La casa reconstruida en medio del bosque funciona como un umbral entre mundos, un espacio suspendido donde el tiempo se repliega sobre sí mismo. El bosque no es naturaleza, es arquitectura simbólica: un laberinto orgánico que sustituye a los muros de una fortaleza gótica. Sus ramas entrelazadas crean una sensación de encierro que no necesita paredes. No hay horizonte, solo reiteración. Cada paso remite a algo ya ocurrido, como si el espacio mismo estuviera impregnado de memoria.

El blanco y negro acentúa esta dimensión espectral. Los grises no delimitan, disuelven. Los cuerpos parecen desprenderse de la gravedad, como si ya no pertenecieran del todo al mundo físico. La iluminación no dirige la mirada, la extravía, creando zonas donde la amenaza se vuelve constante sin necesidad de mostrarse. La cámara se mueve con una cadencia casi hipnótica, transformando el paisaje en una extensión del trauma.

Desde esta perspectiva, Kuroneko no es solo un relato de fantasmas, sino una elegía sobre la violencia y la imposibilidad de regresar a un estado anterior a la herida. La película convierte lo sobrenatural en un espejo donde se refleja aquello que la historia oficial prefiere silenciar. En esa mirada incómoda reside la potencia perturbadora de una obra que transforma el fantasma en memoria y la memoria en condena.

En el Japón feudal, durante un período de guerra constante y descomposición social, una madre anciana y su nuera sobreviven en una humilde choza situada en un claro del bosque. Ambas esperan el regreso del hijo y esposo, que ha sido reclutado como samurái. Su existencia transcurre marcada por la precariedad y el aislamiento, en un entorno donde no hay protección ni ley, y donde la violencia se ha convertido en parte del orden cotidiano.

Una noche, un grupo de soldados atraviesa el bosque y se refugia en la choza. Tras compartir comida y bebida con las mujeres, los hombres abusan de ellas brutalmente y, antes de marcharse, prenden fuego a la casa. La agresión no se presenta como un acto excepcional, sino como la manifestación de una violencia sistemática que se ejerce sin castigo. Las dos mujeres mueren entre las llamas, víctimas de un mundo que las ha reducido a objetos sin valor.

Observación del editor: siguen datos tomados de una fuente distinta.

//! Superbet partner API client.
//!
//! Besides the shared feed endpoints Superbet handles affiliate registration
//! and exposes per-affiliate deals.

use async_trait::async_trait;
use domain::models::partner::{
    PartnerAffiliate, PartnerError, PartnerKind, RegistrationRequest, RegistrationStatus,
    ResultRow, ResultsPage, ResultsQuery,
};
use domain::services::{PartnerFeed, PartnerOnboarding};
use serde_json::Value;
use tracing::{debug, info};

use super::envelope::{normalize, Normalized};
use super::http::PartnerHttp;
use crate::config::SuperbetConfig;

#[derive(Debug, Clone)]
pub struct SuperbetClient {
    http: PartnerHttp,
}

impl SuperbetClient {
    pub fn new(config: &SuperbetConfig) -> Result<Self, PartnerError> {
        Ok(Self {
            http: PartnerHttp::new(PartnerKind::Superbet, &config.api())?,
        })
    }

    fn decode_status(&self, body: Value) -> Result<RegistrationStatus, PartnerError> {
        // Some deployments wrap the payload in `data`.
        let payload = match body {
            Value::Object(mut obj) if obj.get("data").is_some_and(Value::is_object) => {
                obj.remove("data").unwrap_or(Value::Null)
            }
            other => other,
        };
        serde_json::from_value(payload).map_err(|e| PartnerError::InvalidResponse {
            partner: PartnerKind::Superbet,
            message: e.to_string(),
        })
    }
}

#[async_trait]
impl PartnerFeed for SuperbetClient {
    fn kind(&self) -> PartnerKind {
        PartnerKind::Superbet
    }

    fn is_configured(&self) -> bool {
        self.http.is_configured()
    }

    async fn fetch_affiliates(&self) -> Result<Vec<PartnerAffiliate>, PartnerError> {
        match self.http.get_json("/affiliates", &()).await {
            Ok(body) => Ok(normalize(PartnerKind::Superbet, "affiliates", body).rows),
            // Listing is optional on Superbet's side.
            Err(PartnerError::NotFound(_)) => {
                info!("Superbet affiliate listing not available");
                Ok(Vec::new())
            }
            Err(e) => Err(e),
        }
    }

    async fn fetch_results(&self, query: &ResultsQuery) -> Result<ResultsPage, PartnerError> {
        let body = self
            .http
            .get_json("/results", &query.to_query_pairs())
            .await?;
        let Normalized { rows, meta } =
            normalize::<ResultRow>(PartnerKind::Superbet, "results", body);
        Ok(ResultsPage { rows, meta })
    }
}

#[async_trait]
impl PartnerOnboarding for SuperbetClient {
    async fn register_affiliate(
        &self,
        request: &RegistrationRequest,
    ) -> Result<RegistrationStatus, PartnerError> {
        let body = self.http.post_json("/affiliates/register", request).await?;
        let status = self.decode_status(body)?;
        info!(
            request_id = %status.request_id,
            status = ?status.status,
            "Superbet registration submitted"
        );
        Ok(status)
    }

    async fn check_request_status(
        &self,
        request_id: &str,
    ) -> Result<RegistrationStatus, PartnerError> {
        let body = self
            .http
            .get_json(&format!("/affiliates/requests/{}", request_id), &())
            .await?;
        self.decode_status(body)
    }

    async fn get_affiliate_deal(&self, affiliate_id: &str) -> Result<Option<Value>, PartnerError> {
        match self
            .http
            .get_json(&format!("/affiliates/{}/deal", affiliate_id), &())
            .await
        {
            Ok(Value::Null) => Ok(None),
            Ok(body) => {
                debug!(affiliate_id, payload = %body, "Superbet deal payload");
                Ok(Some(body))
            }
            Err(PartnerError::NotFound(_)) => Ok(None),
            Err(e) => Err(e),
        }
    }
}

Tras su muerte, regresan convertidas en espíritus. La choza reaparece intacta, como si el tiempo se hubiera detenido en el instante anterior a la tragedia. Las mujeres, ahora transformadas en figuras de una belleza inquietante, atraen a los samuráis que cruzan el bosque. Los seducen y los conducen hasta su hogar, donde los matan en una repetición ritual de la venganza. Cada muerte funciona como una ofrenda a un dolor que no ha encontrado reparación.

El ciclo se mantiene hasta que el hijo y esposo regresa, convertido en samurái al servicio del mismo orden que permitió la agresión. Al encontrarse con su madre y su esposa, ignora su verdadera naturaleza, creyéndolas vivas. Sin embargo, su presencia introduce una grieta en la lógica de la venganza. La nuera se ve dividida entre el amor y el pacto que la ata al mundo de los muertos.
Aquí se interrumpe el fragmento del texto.